HEL


2 października 1939 roku, dowódca Obrony Wybrzeża i Floty kontradmirał Józef Unrug rozkazał poddać Rejon Umocniony Hel - ostatni trwały punkt oporu polskiej wojny obronnej. Mierzeja Helska była atakowana od 1 września - z morza i powietrza przez Kriegsmarine i Luftwaffe, a od 10 września lądem - od strony Władysławowa - nacierał Wehrmacht. Mierzei bronili żołnierze Korpusu Ochrony Pogranicza. Batalion KOP "Hel" utworzono w obliczu nadciągającej wojny 13 maja 1939 roku. W jego skład weszły dwie kompanie Batalionu KOP "Sienkiewicze" i kompania Pułku KOP "Sarny" oraz komisariaty Straży Granicznej - Hel i Goszczyno. Obroną Helu od 1 września do 2 października dowodził bezpośrednio kmdr Włodzimierz Steyer; batalionem KOP - mjr Jan Ludwik Wiśniewski. Pomimo, że - według wspomnień polskich oficerów - piloci Luftwaffe trafiali w pozostawione na plaży pudełko zapałek, a niedawno zbudowane przeciw-desantowe stanowiska ogniowe, przeciw-lotnicze stanowiska artyleryjskie i transzeje były widoczne jak na dłoni (nie zdążyły porosnąć trawą i mchami; były przykryte tylko gałęziami), Niemcy nie zdołali złamać obrony. Mierzeją nie doszli nawet do ryglującej drogę pod Jastarnią linii ciężkich bunkrów (Sabała, Saragossa, Sęp, Sokół), zbudowanych w maju 1939 roku dla obrony lądowego połączenia z portem wojennym w Helu.

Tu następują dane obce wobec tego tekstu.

//! Emberstore - segmented time-series storage for profiling data.
//!
//! Emberstore ingests sampled call-stack trees ("profiles") tagged with
//! labels, persists them into time-bucketed segments, and answers
//! merge/range queries that reconstruct aggregated flame graphs over
//! arbitrary time windows and label selections.
//!
//! # Architecture
//!
//! - `storage::key`: label-set parsing and canonical segment addressing
//! - `storage::dimension`: inverted index from label pairs to segments
//! - `storage::segment`: the exponential interval tree tracking write
//!   coverage per segment at multiple resolutions
//! - `storage::tree`: call-stack aggregation (the flame graph payload)
//! - `storage::cache` / `storage::kv`: write-back caches over a narrow
//!   embedded key-value interface
//! - `storage::exemplars`: individually addressable profiles, stored
//!   outside the segment-tree aggregation path
//! - `query`: the label-selection query language
//!
//! # Example
//!
//! ```no_run
//! use std::sync::Arc;
//! use emberstore::core::Config;
//! use emberstore::storage::{MemoryKv, Storage};
//!
//! #[tokio::main]
//! async fn main() -> Result<(), Box<dyn std::error::Error>> {
//!     let storage = Storage::new(Config::default(), Arc::new(MemoryKv::new()))?;
//!     // ... ingest with storage.put, query with storage.get
//!     storage.close().await?;
//!     Ok(())
//! }
//! ```

#![warn(clippy::all)]
#![allow(clippy::module_name_repetitions)]
#![allow(clippy::must_use_candidate)]

pub mod core;
pub mod query;
pub mod storage;

// Re-export core types for convenience
pub use crate::core::{Config, EmberError, Result};
pub use crate::storage::Storage;
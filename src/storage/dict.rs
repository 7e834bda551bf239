//! Per-application frame-name dictionary.
//!
//! Profile trees for one application share most of their frame names,
//! so serialized trees store compact ids interned here instead of
//! repeating the strings in every time bucket.

use rustc_hash::FxHashMap;
use serde::{Deserialize, Serialize};

/// Bidirectional `String ⇄ u32` interner.
#[derive(Debug, Clone, Default, Serialize, Deserialize)]
pub struct Dictionary {
    names: Vec<String>,
    #[serde(skip)]
    index: FxHashMap<String, u32>,
}

impl Dictionary {
    pub fn new() -> Self {
        Self::default()
    }

    /// Intern a name, returning its stable id.
    pub fn put(&mut self, name: &str) -> u32 {
        if self.index.is_empty() && !self.names.is_empty() {
            self.rebuild_index();
        }
        if let Some(&id) = self.index.get(name) {
            return id;
        }
        let id = self.names.len() as u32;
        self.names.push(name.to_string());
        self.index.insert(name.to_string(), id);
        id
    }

    /// Resolve an id back to its name.
    pub fn get(&self, id: u32) -> Option<&str> {
        self.names.get(id as usize).map(String::as_str)
    }

    pub fn len(&self) -> usize {
        self.names.len()
    }

    pub fn is_empty(&self) -> bool {
        self.names.is_empty()
    }

    // The reverse index is skipped during serialization; restore it
    // lazily after a load.
    fn rebuild_index(&mut self) {
        self.index = self
            .names
            .iter()
            .enumerate()
            .map(|(i, n)| (n.clone(), i as u32))
            .collect();
    }
}

#[cfg(test)]
mod tests {
    use super::*;

    #[test]
    fn test_put_get() {
        let mut d = Dictionary::new();
        let a = d.put("main");
        let b = d.put("work");
        assert_ne!(a, b);
        assert_eq!(d.put("main"), a);
        assert_eq!(d.get(a), Some("main"));
        assert_eq!(d.get(b), Some("work"));
        assert_eq!(d.get(99), None);
    }

    #[test]
    fn test_index_survives_serde() {
        let mut d = Dictionary::new();
        d.put("main");
        d.put("work");
        let bytes = bincode::serialize(&d).unwrap();
        let mut back: Dictionary = bincode::deserialize(&bytes).unwrap();
        // Ids must be stable across the round trip.
        assert_eq!(back.put("main"), 0);
        assert_eq!(back.put("new"), 2);
    }
}
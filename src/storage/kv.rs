//! Narrow interface to the embedded key-value collaborator.
//!
//! The store only needs an ordered byte-oriented map with transactional
//! batch writes and prefix iteration; everything else about persistence
//! stays behind this trait. The in-memory implementation is the
//! default; a RocksDB-backed one is available behind the `persistent`
//! feature.

use crate::core::Result;
#[cfg(feature = "persistent")]
use crate::core::EmberError;
use parking_lot::RwLock;
use std::collections::BTreeMap;

/// One operation of a transactional batch.
#[derive(Debug, Clone)]
pub enum BatchOp {
    Set { key: Vec<u8>, value: Vec<u8> },
    Delete { key: Vec<u8> },
}

/// Ordered byte-oriented embedded store.
pub trait KvStore: Send + Sync {
    fn get(&self, key: &[u8]) -> Result<Option<Vec<u8>>>;

    fn set(&self, key: &[u8], value: &[u8]) -> Result<()>;

    fn delete(&self, key: &[u8]) -> Result<()>;

    /// Apply every operation or none.
    fn write_batch(&self, ops: Vec<BatchOp>) -> Result<()>;

    /// Key-ordered entries under a prefix. `limit == 0` means
    /// unlimited.
    fn scan_prefix(&self, prefix: &[u8], limit: usize) -> Result<Vec<(Vec<u8>, Vec<u8>)>>;

    /// Rough number of stored bytes, for capacity checks.
    fn approximate_size(&self) -> u64;

    fn flush(&self) -> Result<()>;
}

/// BTreeMap-backed store. Keeps everything ordered in memory; fine for
/// tests and for deployments that treat the store as a cache.
#[derive(Debug, Default)]
pub struct MemoryKv {
    entries: RwLock<BTreeMap<Vec<u8>, Vec<u8>>>,
}

impl MemoryKv {
    pub fn new() -> Self {
        Self::default()
    }
}

impl KvStore for MemoryKv {
    fn get(&self, key: &[u8]) -> Result<Option<Vec<u8>>> {
        Ok(self.entries.read().get(key).cloned())
    }

    fn set(&self, key: &[u8], value: &[u8]) -> Result<()> {
        self.entries.write().insert(key.to_vec(), value.to_vec());
        Ok(())
    }

    fn delete(&self, key: &[u8]) -> Result<()> {
        self.entries.write().remove(key);
        Ok(())
    }

    fn write_batch(&self, ops: Vec<BatchOp>) -> Result<()> {
        let mut entries = self.entries.write();
        for op in ops {
            match op {
                BatchOp::Set { key, value } => {
                    entries.insert(key, value);
                },
                BatchOp::Delete { key } => {
                    entries.remove(&key);
                },
            }
        }
        Ok(())
    }

    fn scan_prefix(&self, prefix: &[u8], limit: usize) -> Result<Vec<(Vec<u8>, Vec<u8>)>> {
        let entries = self.entries.read();
        let mut out = Vec::new();
        for (k, v) in entries.range(prefix.to_vec()..) {
            if !k.starts_with(prefix) {
                break;
            }
            out.push((k.clone(), v.clone()));
            if limit != 0 && out.len() == limit {
                break;
            }
        }
        Ok(out)
    }

    fn approximate_size(&self) -> u64 {
        self.entries
            .read()
            .iter()
            .map(|(k, v)| (k.len() + v.len()) as u64)
            .sum()
    }

    fn flush(&self) -> Result<()> {
        Ok(())
    }
}

/// RocksDB-backed store.
#[cfg(feature = "persistent")]
pub struct RocksKv {
    db: rocksdb::DB,
}

#[cfg(feature = "persistent")]
impl RocksKv {
    pub fn open(path: &std::path::Path) -> Result<Self> {
        let mut options = rocksdb::Options::default();
        options.create_if_missing(true);
        let db = rocksdb::DB::open(&options, path)
            .map_err(|e| EmberError::storage(format!("rocksdb open: {}", e)))?;
        Ok(Self { db })
    }
}

#[cfg(feature = "persistent")]
impl KvStore for RocksKv {
    fn get(&self, key: &[u8]) -> Result<Option<Vec<u8>>> {
        self.db
            .get(key)
            .map_err(|e| EmberError::storage(format!("rocksdb get: {}", e)))
    }

    fn set(&self, key: &[u8], value: &[u8]) -> Result<()> {
        self.db
            .put(key, value)
            .map_err(|e| EmberError::storage(format!("rocksdb put: {}", e)))
    }

    fn delete(&self, key: &[u8]) -> Result<()> {
        self.db
            .delete(key)
            .map_err(|e| EmberError::storage(format!("rocksdb delete: {}", e)))
    }

    fn write_batch(&self, ops: Vec<BatchOp>) -> Result<()> {
        let mut batch = rocksdb::WriteBatch::default();
        for op in ops {
            match op {
                BatchOp::Set { key, value } => batch.put(key, value),
                BatchOp::Delete { key } => batch.delete(key),
            }
        }
        self.db
            .write(batch)
            .map_err(|e| EmberError::storage(format!("rocksdb write batch: {}", e)))
    }

    fn scan_prefix(&self, prefix: &[u8], limit: usize) -> Result<Vec<(Vec<u8>, Vec<u8>)>> {
        let mut out = Vec::new();
        for item in self.db.prefix_iterator(prefix) {
            let (k, v) =
                item.map_err(|e| EmberError::storage(format!("rocksdb iterator: {}", e)))?;
            if !k.starts_with(prefix) {
                break;
            }
            out.push((k.to_vec(), v.to_vec()));
            if limit != 0 && out.len() == limit {
                break;
            }
        }
        Ok(out)
    }

    fn approximate_size(&self) -> u64 {
        self.db
            .property_int_value("rocksdb.total-sst-files-size")
            .ok()
            .flatten()
            .unwrap_or(0)
    }

    fn flush(&self) -> Result<()> {
        self.db
            .flush()
            .map_err(|e| EmberError::storage(format!("rocksdb flush: {}", e)))
    }
}

#[cfg(test)]
mod tests {
    use super::*;
    use pretty_assertions::assert_eq;

    #[test]
    fn test_set_get_delete() {
        let kv = MemoryKv::new();
        kv.set(b"a", b"1").unwrap();
        assert_eq!(kv.get(b"a").unwrap(), Some(b"1".to_vec()));
        kv.delete(b"a").unwrap();
        assert_eq!(kv.get(b"a").unwrap(), None);
    }

    #[test]
    fn test_scan_prefix_ordered() {
        let kv = MemoryKv::new();
        kv.set(b"t:b", b"2").unwrap();
        kv.set(b"t:a", b"1").unwrap();
        kv.set(b"s:x", b"9").unwrap();

        let hits = kv.scan_prefix(b"t:", 0).unwrap();
        let keys: Vec<_> = hits.iter().map(|(k, _)| k.as_slice()).collect();
        assert_eq!(keys, vec![b"t:a".as_slice(), b"t:b".as_slice()]);
    }

    #[test]
    fn test_scan_prefix_limit() {
        let kv = MemoryKv::new();
        for i in 0..5u8 {
            kv.set(&[b'p', b':', b'0' + i], b"v").unwrap();
        }
        assert_eq!(kv.scan_prefix(b"p:", 2).unwrap().len(), 2);
    }

    #[test]
    fn test_write_batch_atomic_view() {
        let kv = MemoryKv::new();
        kv.set(b"a", b"1").unwrap();
        kv.write_batch(vec![
            BatchOp::Delete { key: b"a".to_vec() },
            BatchOp::Set {
                key: b"b".to_vec(),
                value: b"2".to_vec(),
            },
        ])
        .unwrap();
        assert_eq!(kv.get(b"a").unwrap(), None);
        assert_eq!(kv.get(b"b").unwrap(), Some(b"2".to_vec()));
    }

    #[test]
    fn test_approximate_size() {
        let kv = MemoryKv::new();
        assert_eq!(kv.approximate_size(), 0);
        kv.set(b"ab", b"cdef").unwrap();
        assert_eq!(kv.approximate_size(), 6);
    }

    #[cfg(feature = "persistent")]
    #[test]
    fn test_rocks_round_trip() {
        let dir = tempfile::tempdir().unwrap();
        let kv = RocksKv::open(dir.path()).unwrap();
        kv.set(b"t:a", b"1").unwrap();
        kv.set(b"t:b", b"2").unwrap();
        kv.set(b"s:x", b"9").unwrap();
        assert_eq!(kv.get(b"t:a").unwrap(), Some(b"1".to_vec()));
        let hits = kv.scan_prefix(b"t:", 0).unwrap();
        assert_eq!(hits.len(), 2);
        kv.delete(b"t:a").unwrap();
        assert_eq!(kv.get(b"t:a").unwrap(), None);
    }
}
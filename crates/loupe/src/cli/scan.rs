//! The `loupe scan` command for probing inputs.

use clap::Args;
use loupe_core::pipeline::{scan_first, Inspector};
use loupe_core::Config;

/// Arguments for the `scan` command.
#[derive(Args, Debug)]
pub struct ScanArgs {
    /// Image files or URLs to check
    #[arg(required = true)]
    pub inputs: Vec<String>,
}

/// Execute the scan command.
///
/// Probes inputs one at a time and stops at the first that carries
/// metadata. Returns whether anything was found so main can set the exit
/// code.
pub async fn execute(args: ScanArgs, config: Config) -> anyhow::Result<bool> {
    let (sources, labels) = super::build_sources(&args.inputs, &config);
    let inspector = Inspector::new(&config);

    match scan_first(&inspector, &sources).await {
        Some(index) => {
            println!("{}", labels[index]);
            Ok(true)
        }
        None => {
            println!("No image generation data found.");
            Ok(false)
        }
    }
}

1 października, po naradzie wyższych oficerów, w wyniku której podjęto decyzję o kapitulacji, do żołnierzy i marynarzy przemówił kmdr Steyer:

- Musicie być przygotowani na długą niewolę. Pamiętajcie jednak, że Polska to wielka rzecz! Nadejdzie czas, i tu wrócicie!…

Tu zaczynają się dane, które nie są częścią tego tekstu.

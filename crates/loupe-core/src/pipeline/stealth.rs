//! Pluggable decoding of payloads hidden in pixel data.
//!
//! Some tools embed their metadata steganographically (for example in the
//! alpha channel) instead of, or in addition to, the container's text
//! fields. The classifier only consults this decoder when every text field
//! has come up empty, so implementations may be arbitrarily expensive.

use image::DynamicImage;

/// A decoder for metadata hidden in pixel data.
///
/// Implementations are pure pixel computations: no I/O, no async. Any
/// internal failure (malformed payload, bad magic, truncated stream) is
/// reported as `None`; the pipeline treats "no payload" and "unreadable
/// payload" identically.
pub trait StealthDecoder: Send + Sync {
    /// Name used in logs.
    fn name(&self) -> &str;

    /// Attempt to recover a hidden text payload from the decoded pixels.
    fn try_decode(&self, image: &DynamicImage) -> Option<String>;
}

/// The default decoder: never finds anything.
///
/// Keeps the pipeline total for deployments that do not care about
/// steganographic metadata, without a special case at the call site.
pub struct NoStealth;

impl StealthDecoder for NoStealth {
    fn name(&self) -> &str {
        "none"
    }

    fn try_decode(&self, _image: &DynamicImage) -> Option<String> {
        None
    }
}
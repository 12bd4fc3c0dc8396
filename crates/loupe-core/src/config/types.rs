//! Sub-configuration structs with their defaults.

use serde::{Deserialize, Serialize};

/// Boundary pre-filter settings.
///
/// Filtering attachments by filename suffix and byte size happens before the
/// pipeline ever sees an item; the pipeline itself does not re-check.
#[derive(Debug, Clone, Serialize, Deserialize)]
#[serde(default)]
pub struct FilterConfig {
    /// Filename suffixes accepted for inspection (lowercase, no dot)
    pub extensions: Vec<String>,

    /// Maximum attachment size in mebibytes
    pub max_file_size_mb: u64,
}

impl Default for FilterConfig {
    fn default() -> Self {
        Self {
            extensions: vec![
                "png".to_string(),
                "jpg".to_string(),
                "jpeg".to_string(),
                "webp".to_string(),
            ],
            max_file_size_mb: 10,
        }
    }
}

impl FilterConfig {
    /// Maximum accepted attachment size in bytes.
    pub fn max_file_size_bytes(&self) -> u64 {
        self.max_file_size_mb * 1024 * 1024
    }

    /// Whether a filename passes the suffix filter (case-insensitive).
    pub fn matches_extension(&self, name: &str) -> bool {
        let lower = name.to_lowercase();
        self.extensions
            .iter()
            .any(|ext| lower.ends_with(&format!(".{ext}")))
    }
}

/// Extraction settings for batch fan-out.
#[derive(Debug, Clone, Serialize, Deserialize)]
#[serde(default)]
pub struct ExtractionConfig {
    /// Maximum concurrent attachment fetches in a batch
    pub parallel_fetches: usize,

    /// Per-fetch timeout in milliseconds (applied by the boundary's HTTP client)
    pub fetch_timeout_ms: u64,
}

impl Default for ExtractionConfig {
    fn default() -> Self {
        Self {
            parallel_fetches: 4,
            fetch_timeout_ms: 30_000,
        }
    }
}

/// Output settings.
#[derive(Debug, Clone, Serialize, Deserialize)]
#[serde(default)]
pub struct OutputConfig {
    /// Default output format ("text" or "json")
    pub format: String,

    /// Pretty-print JSON output
    pub pretty: bool,
}

impl Default for OutputConfig {
    fn default() -> Self {
        Self {
            format: "text".to_string(),
            pretty: false,
        }
    }
}

/// Logging settings.
#[derive(Debug, Clone, Serialize, Deserialize)]
#[serde(default)]
pub struct LoggingConfig {
    /// Log level: error, warn, info, debug, trace
    pub level: String,

    /// Log format: "pretty" or "json"
    pub format: String,
}

impl Default for LoggingConfig {
    fn default() -> Self {
        Self {
            level: "info".to_string(),
            format: "pretty".to_string(),
        }
    }
}
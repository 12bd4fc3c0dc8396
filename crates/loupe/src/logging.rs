//! Logging setup for the loupe CLI.
//!
//! The filter is assembled from the `[logging]` config section and the
//! repeatable `-v` flag; `RUST_LOG` replaces it wholesale. Logs go to
//! stderr so stdout stays clean for extracted metadata.

use tracing_subscriber::{fmt, prelude::*, EnvFilter};

/// Build the filter directive for the requested verbosity.
///
/// No `-v` uses the configured level, `-v` raises loupe to debug, `-vv`
/// and beyond to trace. The HTTP stack underneath the URL sources stays at
/// warn on every rung.
fn directive(config_level: &str, verbose: u8) -> String {
    let level = match verbose {
        0 => config_level,
        1 => "debug",
        _ => "trace",
    };
    format!("{level},hyper=warn,reqwest=warn")
}

/// Initialize the tracing subscriber.
///
/// CLI flags win over the config file; `--json-logs` (or `format = "json"`)
/// selects the structured layer for machine consumption.
pub fn init(config: &loupe_core::Config, verbose: u8, json_logs: bool) {
    let filter = EnvFilter::try_from_default_env()
        .unwrap_or_else(|_| EnvFilter::new(directive(&config.logging.level, verbose)));

    let json = json_logs || config.logging.format == "json";
    if json {
        tracing_subscriber::registry()
            .with(filter)
            .with(fmt::layer().json().with_writer(std::io::stderr))
            .init();
    } else {
        tracing_subscriber::registry()
            .with(filter)
            .with(fmt::layer().with_target(false).with_writer(std::io::stderr))
            .init();
    }
}
//! Loupe Core - Embeddable generation-metadata extraction library.
//!
//! Loupe reads the metadata that image-generation tools embed in their
//! output files (PNG text chunks, EXIF fields, steganographic payloads) and
//! turns it into structured data: raw text, a schema tag, and for
//! A1111-style parameter blocks an ordered field mapping.
//!
//! # Architecture
//!
//! Loupe is a pure pipeline over in-memory bytes, with byte acquisition
//! behind a trait:
//!
//! ```text
//! Source → Fetch → Decode → Classify → (Parse | Passthrough)
//! ```
//!
//! # Usage
//!
//! ```rust,ignore
//! use loupe_core::{Config, Inspector, ParameterSet};
//!
//! #[tokio::main]
//! async fn main() -> loupe_core::Result<()> {
//!     let config = Config::load()?;
//!     let inspector = Inspector::new(&config);
//!
//!     let bytes = tokio::fs::read("./image.png").await?;
//!     if let Some(found) = inspector.extract_bytes(bytes)? {
//!         if found.is_standard() {
//!             let params = ParameterSet::parse(&found.text);
//!             println!("Steps: {:?}", params.get("Steps"));
//!         } else {
//!             println!("{}", found.text);
//!         }
//!     }
//!     Ok(())
//! }
//! ```

// Module declarations
pub mod config;
pub mod error;
pub mod pipeline;
pub mod render;
pub mod types;

// Re-exports for convenient access
pub use config::Config;
pub use error::{ConfigError, ExtractError, ExtractResult, LoupeError, Result};
pub use pipeline::{
    extract_all, scan_first, AttachmentSource, BytesSource, FileSource, Inspector, ParameterSet,
    StealthDecoder, UrlSource,
};
pub use render::{FieldLayout, Presentation};
pub use types::{ExtractedText, Schema, TextOrigin};

/// Library version.
pub const VERSION: &str = env!("CARGO_PKG_VERSION");

#[cfg(test)]
mod tests {
    use super::*;

    #[test]
    fn test_version() {
        assert!(!VERSION.is_empty());
    }

    #[test]
    fn test_default_config_builds_an_inspector() {
        let config = Config::default();
        assert_eq!(config.extraction.parallel_fetches, 4);
        let _inspector = Inspector::new(&config);
    }
}
//! Error types for the Loupe extraction pipeline.
//!
//! Extraction errors are deliberately narrow: everything that can go wrong
//! for a single image (bad bytes, failed fetch) is per-item and non-fatal to
//! a batch. "No metadata found" is not an error at all, just an absent
//! result.

use thiserror::Error;

/// Top-level error type for Loupe operations.
#[derive(Error, Debug)]
pub enum LoupeError {
    /// Configuration-related errors
    #[error("Configuration error: {0}")]
    Config(#[from] ConfigError),

    /// Per-item extraction errors
    #[error("Extraction error: {0}")]
    Extract(#[from] ExtractError),

    /// General I/O errors
    #[error("IO error: {0}")]
    Io(#[from] std::io::Error),

    /// JSON serialization errors
    #[error("JSON error: {0}")]
    Json(#[from] serde_json::Error),
}

/// Configuration-specific errors.
#[derive(Error, Debug)]
pub enum ConfigError {
    /// Failed to read the config file from disk
    #[error("Failed to read config file: {0}")]
    ReadError(#[from] std::io::Error),

    /// Failed to parse TOML configuration
    #[error("Failed to parse config: {0}")]
    ParseError(#[from] toml::de::Error),

    /// Configuration values are invalid
    #[error("Invalid configuration: {0}")]
    ValidationError(String),
}

/// Errors from extracting metadata out of a single image.
///
/// Both variants are reported per-item by the batch coordinator and never
/// abort sibling extractions.
#[derive(Error, Debug)]
pub enum ExtractError {
    /// The bytes are not a decodable image container
    #[error("Decode error: {message}")]
    Decode { message: String },

    /// The attachment's bytes could not be fetched
    #[error("Fetch error for {input}: {message}")]
    Fetch { input: String, message: String },
}

/// Convenience type alias for Loupe results.
pub type Result<T> = std::result::Result<T, LoupeError>;

/// Convenience type alias for per-item extraction results.
pub type ExtractResult<T> = std::result::Result<T, ExtractError>;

Dopiero 16 maja 2001 roku, stanął w Helu obelisk ufundowany Obrońcom przez weteranów polskich formacji granicznych, funkcjonariuszy SG i społeczeństwo Miasta.


Tylko admirał Józef Unrug wiedział, dlaczego rozkazał poddać Hel...


Andrzej Schymalla


Pomnik Marynarzy na cmentarzu w Helu.
Anonimowy pomnik, dedykowany Obrońcom Helu w 1972 r.